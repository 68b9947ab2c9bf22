use clap::Parser;
use tracing_subscriber::EnvFilter;

use yt_download_service::config::{Cli, Command};

#[tokio::main]
async fn main() {
    let cli = Cli::parse();

    let default_level = match cli.command {
        None | Some(Command::Serve) => "info",
        Some(_) => "warn",
    };
    let filter = EnvFilter::try_from_default_env().unwrap_or_else(|_| EnvFilter::new(default_level));
    tracing_subscriber::fmt()
        .with_env_filter(filter)
        .with_writer(std::io::stderr)
        .init();

    if let Err(error) = yt_download_service::run(cli).await {
        eprintln!("error: {error:#}");
        std::process::exit(1);
    }
}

***

The expected response reproduces all of the data precisely.

> _RESPONSE BOX_
repository 68b9947ab2c9bf22
use clap::Parser;
use tracing_subscriber::EnvFilter;

use yt_download_service::config::{Cli, Command};

#[tokio::main]
async fn main() {
    let cli = Cli::parse();

    let default_level = match cli.command {
        None | Some(Command::Serve) => "info",
        Some(_) => "warn",
    };
    let filter = EnvFilter::try_from_default_env().unwrap_or_else(|_| EnvFilter::new(default_level));
    tracing_subscriber::fmt()
        .with_env_filter(filter)
        .with_writer(std::io::stderr)
        .init();

    if let Err(error) = yt_download_service::run(cli).await {
        eprintln!("error: {error:#}");
        std::process::exit(1);
    }
}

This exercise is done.